── GIVEN INFORMATION ──
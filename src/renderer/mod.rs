//! GPU Frame-Resource Layer
//!
//! Everything the render loop needs to safely acquire GPU resources each
//! frame: the device context, the presentable swap chain, per-frame command
//! recording slots, and the transient/persistent memory pools. The layer
//! guarantees that the CPU never touches a resource the GPU is still
//! consuming and that transient memory is recycled deterministically across
//! overlapping frames in flight.
//!
//! Construction order is leaf-to-root: [`device::Device`] first, then
//! [`swapchain::SwapChain`], [`command_ring::CommandBufferRing`], and the
//! buffer pools. Destruction runs in reverse, and `Device::destroy` must run
//! last, after `Device::wait_idle` has drained the GPU.

use ash::vk;
use gpu_allocator::MemoryLocation;
use gpu_allocator::vulkan::{Allocation, AllocationCreateDesc, AllocationScheme};

use crate::errors::{Result, VkResultExt};

pub mod command_ring;
pub mod device;
pub mod dynamic_buffer;
pub mod ring;
pub mod static_pool;
pub mod swapchain;
pub mod texture;
pub mod upload_heap;

/// Maximum number of frame windows the transient allocators track.
pub const MAX_BACK_BUFFER_COUNT: usize = 4;

/// Sub-allocation alignment for dynamic and static buffer regions, matching
/// the common `minUniformBufferOffsetAlignment` upper bound.
pub const BUFFER_ALLOC_ALIGNMENT: u64 = 256;

/// Rounds `value` up to the next multiple of `alignment` (a power of two).
#[inline]
#[must_use]
pub(crate) const fn align_up(value: u64, alignment: u64) -> u64 {
    (value + alignment - 1) & !(alignment - 1)
}

/// Creates a buffer bound to freshly allocated memory from the device's
/// allocator.
pub(crate) fn create_buffer(
    device: &device::Device,
    name: &str,
    size: u64,
    usage: vk::BufferUsageFlags,
    location: MemoryLocation,
) -> Result<(vk::Buffer, Allocation)> {
    let create_info = vk::BufferCreateInfo::default()
        .size(size)
        .usage(usage)
        .sharing_mode(vk::SharingMode::EXCLUSIVE);
    let buffer = unsafe { device.raw().create_buffer(&create_info, None) }.vk_err()?;
    let requirements = unsafe { device.raw().get_buffer_memory_requirements(buffer) };

    let allocation = device.allocator().lock().allocate(&AllocationCreateDesc {
        name,
        requirements,
        location,
        linear: true,
        allocation_scheme: AllocationScheme::GpuAllocatorManaged,
    })?;

    unsafe {
        device
            .raw()
            .bind_buffer_memory(buffer, allocation.memory(), allocation.offset())
    }
    .vk_err()?;
    device.set_object_name(buffer, name);
    Ok((buffer, allocation))
}

/// Returns a buffer's memory to the allocator and destroys the handle.
pub(crate) fn destroy_buffer(device: &device::Device, buffer: vk::Buffer, allocation: Allocation) {
    if let Err(err) = device.allocator().lock().free(allocation) {
        log::warn!("failed to free buffer allocation: {err}");
    }
    unsafe { device.raw().destroy_buffer(buffer, None) };
}

#[cfg(test)]
mod tests {
    use super::*;

    #[test]
    fn test_align_up() {
        assert_eq!(align_up(0, 256), 0);
        assert_eq!(align_up(1, 256), 256);
        assert_eq!(align_up(256, 256), 256);
        assert_eq!(align_up(300, 256), 512);
        assert_eq!(align_up(511, 256), 512);
    }
}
───
■ **TASK BRIEF**
Across all the records above, count the lines that contain "bound" and reply with only the number.

■ **ANSWER BOX**
2